//! Configuration file parser for `raindrop2rss.cfg`.
//!
//! The file is INI with two sections, `[feed]` and `[raindrop]`. Every key the
//! tool needs must be present: there are no fallbacks for required keys, and a
//! missing one is reported with its section so the operator can fix it.
use ini::{Ini, ParseOption};
use secrecy::SecretString;
use std::path::{Path, PathBuf};
use thiserror::Error;

/// Default location of the REST API.
pub const DEFAULT_API_URL: &str = "https://api.raindrop.io/rest/v1/";

// ============================================================================
// Error Types
// ============================================================================

#[derive(Debug, Error)]
pub enum ConfigError {
    #[error("Can't find configuration file {0}")]
    NotFound(PathBuf),

    #[error("Failed to read config file: {0}")]
    Io(#[from] std::io::Error),

    #[error("Invalid INI in config file: {0}")]
    Parse(String),

    #[error("Config file has no sections")]
    NoSections,

    #[error("Missing key '{key}' in section [{section}]")]
    MissingKey {
        section: &'static str,
        key: &'static str,
    },

    #[error("Invalid value for '{key}' in section [{section}]: {value}")]
    InvalidValue {
        section: &'static str,
        key: &'static str,
        value: String,
    },

    /// SEC-014: Config file exceeds maximum allowed size.
    #[error("Config file too large: {0}")]
    TooLarge(String),
}

// ============================================================================
// Configuration Structs
// ============================================================================

/// Settings from the `[feed]` section.
#[derive(Debug, Clone)]
pub struct FeedSettings {
    pub web_root: String,
    pub web_path: String,
    pub filename: String,
    pub author_name: String,
    pub author_email: String,
    /// Feed title.
    pub contact_title: String,
    /// Feed id and alternate link.
    pub contact_url: String,
    pub feed_description: String,
    pub db_path: String,
    pub language: String,
    /// Cap on rendered entries. `None` renders every stored article.
    pub max_entries: Option<i64>,
}

/// Settings from the `[raindrop]` section.
///
/// `client_secret` is a [`SecretString`], so the derived `Debug` prints it
/// redacted.
#[derive(Debug)]
pub struct RaindropSettings {
    pub client_secret: SecretString,
    /// Collection that processed bookmarks are moved to. `None` when the
    /// configured value is empty.
    pub handled_collection: Option<String>,
    pub api_url: String,
}

/// Top-level application configuration.
#[derive(Debug)]
pub struct Config {
    pub feed: FeedSettings,
    pub raindrop: RaindropSettings,
}

impl Config {
    /// SEC-014: Maximum config file size (1 MB).
    const MAX_FILE_SIZE: u64 = 1_048_576;

    /// Load configuration from an INI file.
    ///
    /// - Missing file → `Err(ConfigError::NotFound)`
    /// - File without any section → `Err(ConfigError::NoSections)`
    /// - Missing required key → `Err(ConfigError::MissingKey)`
    pub fn load(path: &Path) -> Result<Self, ConfigError> {
        // SEC-014: Check file size before reading to prevent memory exhaustion
        match std::fs::metadata(path) {
            Ok(meta) if meta.len() > Self::MAX_FILE_SIZE => {
                return Err(ConfigError::TooLarge(format!(
                    "Config file is {} bytes (max {} bytes)",
                    meta.len(),
                    Self::MAX_FILE_SIZE
                )));
            }
            Err(e) if e.kind() == std::io::ErrorKind::NotFound => {
                return Err(ConfigError::NotFound(path.to_path_buf()));
            }
            Err(e) => return Err(ConfigError::Io(e)),
            Ok(_) => {}
        }

        let content = match std::fs::read_to_string(path) {
            Ok(c) => c,
            Err(e) if e.kind() == std::io::ErrorKind::NotFound => {
                return Err(ConfigError::NotFound(path.to_path_buf()));
            }
            Err(e) => return Err(ConfigError::Io(e)),
        };

        let config = Self::from_ini_str(&content)?;
        tracing::info!(
            path = %path.display(),
            db_path = %config.feed.db_path,
            output = %config.output_path().display(),
            "Loaded configuration"
        );
        Ok(config)
    }

    /// Parse configuration from INI text.
    pub fn from_ini_str(content: &str) -> Result<Self, ConfigError> {
        // Values are taken verbatim: no quote stripping, no backslash escapes.
        let options = ParseOption {
            enabled_quote: false,
            enabled_escape: false,
            ..ParseOption::default()
        };
        let ini = Ini::load_from_str_opt(content, options)
            .map_err(|e| ConfigError::Parse(e.to_string()))?;

        if ini.sections().flatten().next().is_none() {
            return Err(ConfigError::NoSections);
        }

        let max_entries = match optional(&ini, "feed", "max_entries") {
            None => None,
            Some(raw) => match raw.trim().parse::<i64>() {
                Ok(0) => None,
                Ok(n) if n > 0 => Some(n),
                _ => {
                    return Err(ConfigError::InvalidValue {
                        section: "feed",
                        key: "max_entries",
                        value: raw.to_string(),
                    })
                }
            },
        };

        let feed = FeedSettings {
            web_root: required(&ini, "feed", "web_root")?,
            web_path: required(&ini, "feed", "web_path")?,
            filename: required(&ini, "feed", "filename")?,
            author_name: required(&ini, "feed", "author_name")?,
            author_email: required(&ini, "feed", "author_email")?,
            contact_title: required(&ini, "feed", "contact_title")?,
            contact_url: required(&ini, "feed", "contact_url")?,
            feed_description: required(&ini, "feed", "feed_description")?,
            db_path: required(&ini, "feed", "db_path")?,
            language: required(&ini, "feed", "language")?,
            max_entries,
        };

        let handled = required(&ini, "raindrop", "raindrop_handled_collection")?;
        let raindrop = RaindropSettings {
            client_secret: SecretString::from(required(&ini, "raindrop", "client_secret")?),
            handled_collection: (!handled.is_empty()).then_some(handled),
            api_url: optional(&ini, "raindrop", "api_url")
                .filter(|url| !url.is_empty())
                .unwrap_or(DEFAULT_API_URL)
                .to_string(),
        };

        Ok(Self { feed, raindrop })
    }

    /// Directory the feed and its assets are published to.
    pub fn output_dir(&self) -> PathBuf {
        PathBuf::from(format!("{}{}", self.feed.web_root, self.feed.web_path))
    }

    /// Full path of the published feed file.
    pub fn output_path(&self) -> PathBuf {
        PathBuf::from(format!(
            "{}{}{}",
            self.feed.web_root, self.feed.web_path, self.feed.filename
        ))
    }
}

fn required(ini: &Ini, section: &'static str, key: &'static str) -> Result<String, ConfigError> {
    optional(ini, section, key)
        .map(|v| v.trim().to_string())
        .ok_or(ConfigError::MissingKey { section, key })
}

fn optional<'a>(ini: &'a Ini, section: &str, key: &str) -> Option<&'a str> {
    ini.section(Some(section)).and_then(|props| props.get(key))
}

// ============================================================================
// Tests
// ============================================================================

● ● ● ● ●

=== Work order ===
Take the records above and return, word for word, only the lines that fall from the line with "#[derive(Debug, Clone)]" to the line with "- Missing file", both of them included.

=== The completed task ===
#[derive(Debug, Clone)]
pub struct FeedSettings {
    pub web_root: String,
    pub web_path: String,
    pub filename: String,
    pub author_name: String,
    pub author_email: String,
    /// Feed title.
    pub contact_title: String,
    /// Feed id and alternate link.
    pub contact_url: String,
    pub feed_description: String,
    pub db_path: String,
    pub language: String,
    /// Cap on rendered entries. `None` renders every stored article.
    pub max_entries: Option<i64>,
}

/// Settings from the `[raindrop]` section.
///
/// `client_secret` is a [`SecretString`], so the derived `Debug` prints it
/// redacted.
#[derive(Debug)]
pub struct RaindropSettings {
    pub client_secret: SecretString,
    /// Collection that processed bookmarks are moved to. `None` when the
    /// configured value is empty.
    pub handled_collection: Option<String>,
    pub api_url: String,
}

/// Top-level application configuration.
#[derive(Debug)]
pub struct Config {
    pub feed: FeedSettings,
    pub raindrop: RaindropSettings,
}

impl Config {
    /// SEC-014: Maximum config file size (1 MB).
    const MAX_FILE_SIZE: u64 = 1_048_576;

    /// Load configuration from an INI file.
    ///
    /// - Missing file → `Err(ConfigError::NotFound)`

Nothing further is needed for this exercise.